Oh! Un doryphore!

Si l’on peut épargner des limaces sans forcément risquer de perdre toute sa récolte, il n’en va pas de même pour le doryphore. Son élimination est im-pé-ra-ti-ve.

Lorsque j’ai aperçu mon premier Leptinotarsa decemlineata – sur une feuille de pomme de terre comme il se doit -, je me suis d’abord dit que c’était bien plus joli que ce que laisse supposer sa réputation. Puis j’en ai vu deux, trois-quatre-cinq… Quelque chose en moi a sonné l’alarme.

Vagues souvenirs ancrés dans les gènes d’une époque où l’on a eu faim devant un champ de pommes de terre dévasté? Info entr’aperçue sur un site de jardinier? Gare, le doryphore, c’est dangereux! Et l’image a surgi du passé d’enfants courbé·es dans les champs, astreint·es au ramassage du ravageur.

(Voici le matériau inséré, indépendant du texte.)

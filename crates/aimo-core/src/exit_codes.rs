//! Exit code constants matching `spec.md` §6: `0` success, `1` generic
//! failure, `2` pinning mismatch, `3` guarded-skip misuse.

#[derive(Debug, Clone, Copy, PartialEq, Eq)]
pub struct ExitCode(i32);

impl ExitCode {
    pub const SUCCESS: ExitCode = ExitCode(0);
    pub const GENERIC_FAILURE: ExitCode = ExitCode(1);
    pub const PINNING_MISMATCH: ExitCode = ExitCode(2);
    pub const GUARDED_SKIP_MISUSE: ExitCode = ExitCode(3);

    #[must_use]
    pub const fn as_i32(self) -> i32 {
        self.0
    }

    #[must_use]
    pub const fn from_i32(code: i32) -> Self {
        ExitCode(code)
    }
}

impl From<i32> for ExitCode {
    fn from(code: i32) -> Self {
        ExitCode(code)
    }
}
//! Shared fixture helpers for the root binary's integration tests.
//!
//! Every test runs the compiled `aimo` binary against a throwaway
//! directory: a fake AIMO Standard submodule tree (mirroring
//! `aimo-standard`'s own unit-test fixture), the real `vendors/`/`rules/`
//! fixtures already checked into the repository, and a `.aimo/config.toml`
//! pointing at all of it.

use assert_cmd::cargo::cargo_bin;
use camino::{Utf8Path, Utf8PathBuf};
use std::process::Command;

/// Builds a minimal-but-valid fake AIMO Standard submodule tree under
/// `submodule_dir`: one taxonomy code per required dimension (so
/// `aggregate_taxonomy_summary`'s fallback never needs to trigger) and an
/// open `{}` manifest schema, which `jsonschema` accepts unconditionally.
pub fn write_standard_fixture(submodule_dir: &Utf8Path) {
    let en_dir = submodule_dir.join("artifacts").join("taxonomy").join("current").join("en");
    std::fs::create_dir_all(&en_dir).unwrap();
    std::fs::write(
        en_dir.join("taxonomy_dictionary.csv"),
        "code,dimension,dimension_name,label,definition,status,introduced_in,scope_notes,examples\n\
         FS-001,FS,Functional Scope,Chat,Conversational assistant,active,0.1.0,,\n\
         FS-002,FS,Functional Scope,Automation,Workflow automation,active,0.1.0,,\n\
         IM-001,IM,Interaction Mode,Interactive,Synchronous interactive use,active,0.1.0,,\n\
         IM-002,IM,Interaction Mode,Batch,Batch or scheduled use,active,0.1.0,,\n\
         UC-001,UC,Use Case,Content Generation,Drafting or generating content,active,0.1.0,,\n\
         UC-002,UC,Use Case,Data Analysis,Analyzing or summarizing data,active,0.1.0,,\n\
         UC-003,UC,Use Case,Collaboration,Team collaboration,active,0.1.0,,\n\
         DT-001,DT,Data Type,Internal,Internal business data,active,0.1.0,,\n\
         DT-002,DT,Data Type,Confidential,Confidential or regulated data,active,0.1.0,,\n\
         CH-001,CH,Channel,Web,Web browser channel,active,0.1.0,,\n\
         CH-002,CH,Channel,API,Direct API channel,active,0.1.0,,\n\
         RS-001,RS,Risk Surface,External GenAI,Third-party GenAI provider,active,0.1.0,,\n\
         RS-002,RS,Risk Surface,Cloud Platform,Cloud platform endpoint,active,0.1.0,,\n\
         RS-003,RS,Risk Surface,SaaS,General SaaS endpoint,active,0.1.0,,\n\
         EV-001,EV,Evidence,Proxy Log,Derived from proxy log evidence,active,0.1.0,,\n\
         EV-002,EV,Evidence,Firewall Log,Derived from firewall log evidence,active,0.1.0,,\n",
    )
    .unwrap();

    let schema_dir = submodule_dir.join("schemas").join("jsonschema");
    std::fs::create_dir_all(&schema_dir).unwrap();
    for name in ["evidence_pack_manifest", "aimo-ev", "aimo-dictionary", "aimo-standard", "shadow-ai-discovery", "agent-activity"] {
        std::fs::write(schema_dir.join(format!("{name}.schema.json")), "{}").unwrap();
    }
}

/// Absolute path to this crate's real `vendors/` fixture directory, shared
/// by every test so the `paloalto` mapping under test is the one actually
/// shipped with the engine rather than a copy.
pub fn real_vendors_dir() -> Utf8PathBuf {
    Utf8PathBuf::from(env!("CARGO_MANIFEST_DIR")).join("vendors")
}

/// Absolute path to this crate's real `rules/` fixture directory.
pub fn real_rules_dir() -> Utf8PathBuf {
    Utf8PathBuf::from(env!("CARGO_MANIFEST_DIR")).join("rules")
}

/// Writes `.aimo/config.toml` under `work_dir`, pointing persistence and
/// Standard paths at throwaway locations inside `work_dir` and the vendor
/// mapping / rule set at the real fixtures checked into the repository.
pub fn write_config(work_dir: &Utf8Path) {
    let aimo_dir = work_dir.join(".aimo");
    std::fs::create_dir_all(&aimo_dir).unwrap();
    let submodule_dir = work_dir.join("standard-submodule");
    write_standard_fixture(&submodule_dir);

    let config = format!(
        r#"
[paths]
db_path = "{db_path}"
output_dir = "{output_dir}"
vendors_dir = "{vendors_dir}"
rules_dir = "{rules_dir}"
standard_submodule_dir = "{submodule_dir}"
standard_cache_dir = "{cache_dir}"
"#,
        db_path = work_dir.join("run.db"),
        output_dir = work_dir.join("out"),
        vendors_dir = real_vendors_dir(),
        rules_dir = real_rules_dir(),
        submodule_dir = submodule_dir,
        cache_dir = work_dir.join("standard-cache"),
    );
    std::fs::write(aimo_dir.join("config.toml"), config).unwrap();
}

/// Writes a small Palo Alto-shaped CSV export with one row that hits the
/// `genai-openai-suffix-001` rule: an `allow`ed POST to `api.openai.com`
/// with `bytes_sent` above the default 1 MiB predicate-A threshold.
pub fn write_openai_csv(work_dir: &Utf8Path) -> Utf8PathBuf {
    let path = work_dir.join("traffic.csv");
    std::fs::write(
        &path,
        "time_generated,bytes_sent,bytes_received,url,src_user,http_method,action,status\n\
         2024-01-15T10:23:45Z,2097152,4096,https://api.openai.com/v1/chat/completions,alice,POST,allow,200\n\
         2024-01-15T10:24:10Z,512,1024,https://intranet.example.com/portal,bob,GET,allow,200\n",
    )
    .unwrap();
    path
}

/// Builds a `Command` for the compiled `aimo` binary, rooted at `work_dir`
/// so config discovery finds `.aimo/config.toml` there, with the LLM stage
/// disabled (tests only ever need the rule engine) and the Standard
/// resolver's pin check bypassed via a non-pinned version unless the
/// caller overrides `--standard-version` itself.
pub fn aimo_cmd(work_dir: &Utf8Path) -> Command {
    let mut cmd = Command::new(cargo_bin("aimo"));
    cmd.current_dir(work_dir);
    cmd.env("AIMO_DISABLE_LLM", "1");
    cmd.env_remove("ANTHROPIC_API_KEY");
    cmd
}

Sachant qu’une ponte de doryphore compte en moyenne 800 œufs, soit autant de larves qui dévoreront des kilos de végétal pour devenir nymphes, puis en quelques semaines doryphores adultes qui immédiatement se reproduiront; sachant qu’une doryphore peut pondre jusqu’à trois fois en une saison…

Laisser la vie sauve à un doryphore est de la non assistance à patates en danger.